*What you have to do*
Search the data for the string "stored", and report each line where it is found.

-------

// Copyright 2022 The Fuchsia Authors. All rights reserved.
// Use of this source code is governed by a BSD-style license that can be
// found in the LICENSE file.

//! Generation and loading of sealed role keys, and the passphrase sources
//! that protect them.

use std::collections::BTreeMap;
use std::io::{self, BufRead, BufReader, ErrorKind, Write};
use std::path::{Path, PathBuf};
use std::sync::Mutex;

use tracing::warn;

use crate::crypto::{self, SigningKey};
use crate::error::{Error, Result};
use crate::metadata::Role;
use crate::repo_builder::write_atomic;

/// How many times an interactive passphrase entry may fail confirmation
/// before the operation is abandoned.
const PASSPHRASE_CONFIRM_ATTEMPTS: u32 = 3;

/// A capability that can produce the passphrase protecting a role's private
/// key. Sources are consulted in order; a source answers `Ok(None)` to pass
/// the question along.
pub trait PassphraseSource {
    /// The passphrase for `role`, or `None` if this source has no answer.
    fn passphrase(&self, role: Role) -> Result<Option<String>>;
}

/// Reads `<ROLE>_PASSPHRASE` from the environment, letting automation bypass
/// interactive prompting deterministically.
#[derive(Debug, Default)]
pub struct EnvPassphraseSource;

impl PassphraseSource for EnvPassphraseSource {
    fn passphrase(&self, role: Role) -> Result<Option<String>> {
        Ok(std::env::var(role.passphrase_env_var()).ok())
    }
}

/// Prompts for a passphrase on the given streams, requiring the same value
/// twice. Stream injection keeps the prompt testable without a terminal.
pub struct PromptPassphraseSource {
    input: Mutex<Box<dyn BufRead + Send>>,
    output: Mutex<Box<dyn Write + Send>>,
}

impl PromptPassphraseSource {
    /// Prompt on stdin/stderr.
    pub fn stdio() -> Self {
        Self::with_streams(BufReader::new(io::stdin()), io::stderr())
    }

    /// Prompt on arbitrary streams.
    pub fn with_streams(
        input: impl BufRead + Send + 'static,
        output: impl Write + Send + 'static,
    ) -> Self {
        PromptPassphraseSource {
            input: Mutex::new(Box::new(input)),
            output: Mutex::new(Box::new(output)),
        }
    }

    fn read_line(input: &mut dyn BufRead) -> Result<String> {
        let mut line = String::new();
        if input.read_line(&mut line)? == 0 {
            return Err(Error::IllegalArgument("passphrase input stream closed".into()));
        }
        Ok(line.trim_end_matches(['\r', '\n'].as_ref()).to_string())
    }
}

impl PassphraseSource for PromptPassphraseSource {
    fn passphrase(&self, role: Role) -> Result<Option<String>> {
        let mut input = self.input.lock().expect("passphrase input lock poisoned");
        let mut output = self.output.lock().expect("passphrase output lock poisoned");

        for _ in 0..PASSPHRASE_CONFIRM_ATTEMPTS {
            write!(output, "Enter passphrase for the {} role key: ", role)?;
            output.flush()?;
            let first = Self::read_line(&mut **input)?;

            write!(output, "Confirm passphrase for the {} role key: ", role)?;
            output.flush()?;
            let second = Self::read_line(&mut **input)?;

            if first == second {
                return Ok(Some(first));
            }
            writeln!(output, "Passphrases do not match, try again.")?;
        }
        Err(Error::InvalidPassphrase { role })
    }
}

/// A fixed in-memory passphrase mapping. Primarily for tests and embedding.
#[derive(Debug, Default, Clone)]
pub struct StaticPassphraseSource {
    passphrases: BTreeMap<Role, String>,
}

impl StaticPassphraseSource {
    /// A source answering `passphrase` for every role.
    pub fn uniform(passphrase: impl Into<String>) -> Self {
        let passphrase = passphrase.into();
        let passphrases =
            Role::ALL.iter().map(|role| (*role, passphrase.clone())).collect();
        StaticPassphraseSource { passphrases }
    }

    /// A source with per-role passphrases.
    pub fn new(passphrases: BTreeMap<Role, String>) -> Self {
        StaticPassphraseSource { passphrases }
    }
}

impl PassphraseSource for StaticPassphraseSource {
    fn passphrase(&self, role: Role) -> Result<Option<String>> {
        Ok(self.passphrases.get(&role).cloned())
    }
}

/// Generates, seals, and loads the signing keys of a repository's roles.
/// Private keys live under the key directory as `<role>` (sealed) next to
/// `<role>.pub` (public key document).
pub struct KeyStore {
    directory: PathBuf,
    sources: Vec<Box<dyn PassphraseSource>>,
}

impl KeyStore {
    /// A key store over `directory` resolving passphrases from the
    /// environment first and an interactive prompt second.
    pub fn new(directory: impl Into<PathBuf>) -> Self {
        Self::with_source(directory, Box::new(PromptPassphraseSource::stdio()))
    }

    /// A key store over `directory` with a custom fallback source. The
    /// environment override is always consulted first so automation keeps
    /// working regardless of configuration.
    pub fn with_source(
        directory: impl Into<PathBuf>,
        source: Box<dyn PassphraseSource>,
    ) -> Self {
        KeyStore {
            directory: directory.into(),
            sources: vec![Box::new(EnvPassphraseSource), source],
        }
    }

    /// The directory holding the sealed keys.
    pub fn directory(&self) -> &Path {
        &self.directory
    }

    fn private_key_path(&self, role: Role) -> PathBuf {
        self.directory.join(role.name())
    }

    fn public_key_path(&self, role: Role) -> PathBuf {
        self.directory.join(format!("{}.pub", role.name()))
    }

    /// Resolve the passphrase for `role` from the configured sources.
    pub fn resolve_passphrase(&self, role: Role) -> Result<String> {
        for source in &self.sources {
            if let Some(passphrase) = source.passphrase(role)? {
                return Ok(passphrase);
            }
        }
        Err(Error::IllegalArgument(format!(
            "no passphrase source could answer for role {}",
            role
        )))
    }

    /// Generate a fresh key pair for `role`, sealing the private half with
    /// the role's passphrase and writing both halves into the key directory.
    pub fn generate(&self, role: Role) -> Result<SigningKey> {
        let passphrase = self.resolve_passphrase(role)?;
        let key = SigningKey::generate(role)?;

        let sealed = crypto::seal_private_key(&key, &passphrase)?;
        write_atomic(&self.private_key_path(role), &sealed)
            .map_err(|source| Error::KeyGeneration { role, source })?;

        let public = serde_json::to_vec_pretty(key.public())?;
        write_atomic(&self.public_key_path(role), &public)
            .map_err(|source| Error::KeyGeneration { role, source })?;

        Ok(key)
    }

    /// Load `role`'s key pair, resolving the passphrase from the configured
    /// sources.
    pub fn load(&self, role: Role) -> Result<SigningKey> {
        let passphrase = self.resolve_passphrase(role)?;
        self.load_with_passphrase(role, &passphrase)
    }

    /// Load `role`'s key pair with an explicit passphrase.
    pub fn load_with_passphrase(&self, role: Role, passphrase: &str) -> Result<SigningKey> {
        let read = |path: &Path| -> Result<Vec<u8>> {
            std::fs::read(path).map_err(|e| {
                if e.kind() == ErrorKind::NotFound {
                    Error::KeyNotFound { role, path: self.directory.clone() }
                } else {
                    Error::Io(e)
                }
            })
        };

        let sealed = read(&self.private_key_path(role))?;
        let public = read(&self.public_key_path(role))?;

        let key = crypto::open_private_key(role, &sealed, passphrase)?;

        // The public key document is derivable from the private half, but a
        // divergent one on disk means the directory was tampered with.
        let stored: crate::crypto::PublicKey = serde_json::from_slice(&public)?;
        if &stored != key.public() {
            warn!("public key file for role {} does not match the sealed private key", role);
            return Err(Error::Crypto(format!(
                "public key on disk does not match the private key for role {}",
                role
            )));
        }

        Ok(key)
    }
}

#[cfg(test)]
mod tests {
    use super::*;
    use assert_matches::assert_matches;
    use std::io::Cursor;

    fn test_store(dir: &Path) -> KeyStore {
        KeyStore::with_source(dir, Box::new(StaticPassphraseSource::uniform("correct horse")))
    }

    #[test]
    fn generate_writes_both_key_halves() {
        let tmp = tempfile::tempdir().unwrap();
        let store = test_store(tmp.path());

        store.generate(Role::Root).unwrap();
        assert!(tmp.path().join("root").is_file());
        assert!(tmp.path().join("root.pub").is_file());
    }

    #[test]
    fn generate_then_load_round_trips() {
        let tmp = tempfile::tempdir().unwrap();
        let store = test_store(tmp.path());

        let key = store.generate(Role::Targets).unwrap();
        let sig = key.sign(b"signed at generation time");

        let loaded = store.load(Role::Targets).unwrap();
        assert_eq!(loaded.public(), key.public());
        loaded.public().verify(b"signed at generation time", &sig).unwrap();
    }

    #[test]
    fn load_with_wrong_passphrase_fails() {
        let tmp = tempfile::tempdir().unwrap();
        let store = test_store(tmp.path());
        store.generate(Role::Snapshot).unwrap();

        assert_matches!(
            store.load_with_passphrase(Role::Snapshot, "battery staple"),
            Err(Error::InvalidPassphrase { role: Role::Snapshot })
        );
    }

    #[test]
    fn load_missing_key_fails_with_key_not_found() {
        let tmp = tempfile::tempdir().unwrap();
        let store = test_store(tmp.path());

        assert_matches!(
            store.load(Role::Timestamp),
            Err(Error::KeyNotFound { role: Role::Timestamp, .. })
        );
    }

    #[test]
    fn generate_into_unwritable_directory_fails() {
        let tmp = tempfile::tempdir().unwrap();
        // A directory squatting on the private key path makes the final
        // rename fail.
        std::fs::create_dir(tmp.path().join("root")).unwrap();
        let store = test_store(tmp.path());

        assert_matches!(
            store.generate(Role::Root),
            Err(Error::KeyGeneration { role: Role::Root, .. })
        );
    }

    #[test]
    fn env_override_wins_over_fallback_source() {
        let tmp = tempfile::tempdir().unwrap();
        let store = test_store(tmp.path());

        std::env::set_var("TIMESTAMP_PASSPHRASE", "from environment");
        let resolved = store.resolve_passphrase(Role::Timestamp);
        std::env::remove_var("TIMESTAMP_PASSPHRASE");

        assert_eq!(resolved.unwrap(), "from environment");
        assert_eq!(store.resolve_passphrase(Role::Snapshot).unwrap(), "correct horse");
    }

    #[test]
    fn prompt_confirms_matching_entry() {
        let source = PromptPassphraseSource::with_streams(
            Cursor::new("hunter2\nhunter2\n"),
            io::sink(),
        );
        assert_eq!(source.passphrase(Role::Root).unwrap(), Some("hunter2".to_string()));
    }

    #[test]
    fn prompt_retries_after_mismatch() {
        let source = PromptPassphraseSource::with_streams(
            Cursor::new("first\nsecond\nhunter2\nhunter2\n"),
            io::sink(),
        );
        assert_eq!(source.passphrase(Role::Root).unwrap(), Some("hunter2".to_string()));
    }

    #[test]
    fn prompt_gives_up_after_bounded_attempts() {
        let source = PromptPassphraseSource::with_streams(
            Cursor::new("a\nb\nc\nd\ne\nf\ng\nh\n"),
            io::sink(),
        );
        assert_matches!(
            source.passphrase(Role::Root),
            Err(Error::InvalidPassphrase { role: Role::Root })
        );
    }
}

-------

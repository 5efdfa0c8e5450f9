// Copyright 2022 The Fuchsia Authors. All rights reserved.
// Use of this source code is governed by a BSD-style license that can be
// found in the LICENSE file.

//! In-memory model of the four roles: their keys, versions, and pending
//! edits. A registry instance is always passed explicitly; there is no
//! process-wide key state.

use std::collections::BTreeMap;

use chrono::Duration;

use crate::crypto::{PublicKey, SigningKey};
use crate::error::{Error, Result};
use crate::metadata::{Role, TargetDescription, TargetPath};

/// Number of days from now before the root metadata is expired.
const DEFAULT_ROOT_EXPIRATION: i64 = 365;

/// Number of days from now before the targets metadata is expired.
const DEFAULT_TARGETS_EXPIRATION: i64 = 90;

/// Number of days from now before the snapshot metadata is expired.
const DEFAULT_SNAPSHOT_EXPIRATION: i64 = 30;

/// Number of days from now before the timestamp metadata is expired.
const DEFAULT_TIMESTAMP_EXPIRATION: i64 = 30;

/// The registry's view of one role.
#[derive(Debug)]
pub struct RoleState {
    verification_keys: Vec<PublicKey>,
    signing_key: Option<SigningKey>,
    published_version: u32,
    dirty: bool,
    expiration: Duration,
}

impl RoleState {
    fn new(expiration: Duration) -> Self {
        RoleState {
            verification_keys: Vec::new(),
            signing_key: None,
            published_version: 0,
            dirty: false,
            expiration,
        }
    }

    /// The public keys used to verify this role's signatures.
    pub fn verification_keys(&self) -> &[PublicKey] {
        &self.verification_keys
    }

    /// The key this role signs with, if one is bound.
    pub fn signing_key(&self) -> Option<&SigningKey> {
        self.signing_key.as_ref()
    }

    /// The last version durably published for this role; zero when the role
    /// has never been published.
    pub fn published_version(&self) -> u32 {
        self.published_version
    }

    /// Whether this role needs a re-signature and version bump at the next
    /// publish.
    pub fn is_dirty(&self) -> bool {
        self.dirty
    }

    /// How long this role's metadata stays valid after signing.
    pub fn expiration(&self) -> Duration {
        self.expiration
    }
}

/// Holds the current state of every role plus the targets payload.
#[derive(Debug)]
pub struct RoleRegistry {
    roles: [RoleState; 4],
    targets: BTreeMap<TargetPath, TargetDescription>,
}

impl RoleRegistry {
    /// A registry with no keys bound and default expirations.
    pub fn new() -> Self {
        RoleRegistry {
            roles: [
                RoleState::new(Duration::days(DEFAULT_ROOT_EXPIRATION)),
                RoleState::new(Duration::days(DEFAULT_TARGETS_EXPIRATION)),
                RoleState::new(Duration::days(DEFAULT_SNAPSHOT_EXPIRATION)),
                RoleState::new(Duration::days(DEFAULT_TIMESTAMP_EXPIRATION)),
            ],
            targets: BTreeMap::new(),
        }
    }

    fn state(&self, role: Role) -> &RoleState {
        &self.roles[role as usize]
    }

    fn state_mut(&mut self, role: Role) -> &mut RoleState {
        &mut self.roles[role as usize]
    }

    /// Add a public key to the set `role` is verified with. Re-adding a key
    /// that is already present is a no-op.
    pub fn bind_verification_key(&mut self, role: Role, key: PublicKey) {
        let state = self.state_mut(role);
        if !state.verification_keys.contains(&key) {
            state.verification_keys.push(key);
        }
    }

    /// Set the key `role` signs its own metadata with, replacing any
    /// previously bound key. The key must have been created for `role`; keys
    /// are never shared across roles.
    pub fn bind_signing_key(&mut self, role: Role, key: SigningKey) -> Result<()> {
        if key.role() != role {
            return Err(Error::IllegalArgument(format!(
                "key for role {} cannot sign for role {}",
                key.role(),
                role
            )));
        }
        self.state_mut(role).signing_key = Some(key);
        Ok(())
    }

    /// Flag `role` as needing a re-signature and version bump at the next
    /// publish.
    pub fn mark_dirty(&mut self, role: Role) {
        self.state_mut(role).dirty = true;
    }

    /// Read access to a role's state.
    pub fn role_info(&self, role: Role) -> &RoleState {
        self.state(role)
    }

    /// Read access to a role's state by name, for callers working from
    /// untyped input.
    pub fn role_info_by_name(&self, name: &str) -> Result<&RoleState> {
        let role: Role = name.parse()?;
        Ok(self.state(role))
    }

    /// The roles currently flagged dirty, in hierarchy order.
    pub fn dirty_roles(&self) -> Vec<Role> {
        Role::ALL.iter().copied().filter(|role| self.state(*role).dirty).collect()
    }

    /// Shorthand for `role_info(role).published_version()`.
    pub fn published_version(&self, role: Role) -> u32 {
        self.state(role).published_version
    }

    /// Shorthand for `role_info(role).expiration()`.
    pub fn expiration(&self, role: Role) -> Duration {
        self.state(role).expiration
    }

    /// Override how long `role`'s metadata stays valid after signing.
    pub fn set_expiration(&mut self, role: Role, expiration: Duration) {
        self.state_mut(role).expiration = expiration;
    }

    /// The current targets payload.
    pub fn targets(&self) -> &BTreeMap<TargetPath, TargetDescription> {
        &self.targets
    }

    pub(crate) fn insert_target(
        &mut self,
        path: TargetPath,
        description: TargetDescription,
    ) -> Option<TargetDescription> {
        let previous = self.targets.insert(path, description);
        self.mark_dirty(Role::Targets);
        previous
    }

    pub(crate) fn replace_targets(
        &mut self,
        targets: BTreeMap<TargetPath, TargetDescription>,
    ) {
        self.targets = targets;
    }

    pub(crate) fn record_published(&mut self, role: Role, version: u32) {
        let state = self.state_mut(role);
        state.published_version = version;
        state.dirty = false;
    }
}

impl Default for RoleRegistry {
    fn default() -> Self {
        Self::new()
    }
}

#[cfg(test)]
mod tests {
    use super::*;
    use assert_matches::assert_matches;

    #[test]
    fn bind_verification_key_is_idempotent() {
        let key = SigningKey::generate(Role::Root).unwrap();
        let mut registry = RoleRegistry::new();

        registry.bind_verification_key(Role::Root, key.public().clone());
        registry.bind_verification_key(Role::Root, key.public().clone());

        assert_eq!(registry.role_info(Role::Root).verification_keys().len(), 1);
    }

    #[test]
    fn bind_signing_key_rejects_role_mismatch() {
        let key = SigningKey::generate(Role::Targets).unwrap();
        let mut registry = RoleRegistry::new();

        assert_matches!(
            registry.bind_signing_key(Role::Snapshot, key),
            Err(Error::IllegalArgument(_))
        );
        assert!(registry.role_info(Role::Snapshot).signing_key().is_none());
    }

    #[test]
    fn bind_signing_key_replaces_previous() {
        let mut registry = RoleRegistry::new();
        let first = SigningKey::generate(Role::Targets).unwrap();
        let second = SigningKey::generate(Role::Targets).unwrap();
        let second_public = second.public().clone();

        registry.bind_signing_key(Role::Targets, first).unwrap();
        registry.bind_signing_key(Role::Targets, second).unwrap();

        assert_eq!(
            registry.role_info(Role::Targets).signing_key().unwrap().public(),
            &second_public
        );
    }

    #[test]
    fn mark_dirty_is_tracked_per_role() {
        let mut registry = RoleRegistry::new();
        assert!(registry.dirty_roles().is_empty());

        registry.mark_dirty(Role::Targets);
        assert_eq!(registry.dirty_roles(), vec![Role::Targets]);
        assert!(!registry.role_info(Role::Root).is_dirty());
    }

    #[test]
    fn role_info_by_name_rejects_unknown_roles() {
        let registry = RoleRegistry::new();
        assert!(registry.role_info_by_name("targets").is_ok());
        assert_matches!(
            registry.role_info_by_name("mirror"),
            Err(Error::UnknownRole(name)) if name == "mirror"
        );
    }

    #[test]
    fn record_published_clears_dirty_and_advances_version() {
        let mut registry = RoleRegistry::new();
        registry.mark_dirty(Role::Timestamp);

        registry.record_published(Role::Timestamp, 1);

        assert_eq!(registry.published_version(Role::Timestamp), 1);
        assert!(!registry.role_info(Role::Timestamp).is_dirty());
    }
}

-------

*Answer below*
        let stored: crate::crypto::PublicKey = serde_json::from_slice(&public)?;
        if &stored != key.public() {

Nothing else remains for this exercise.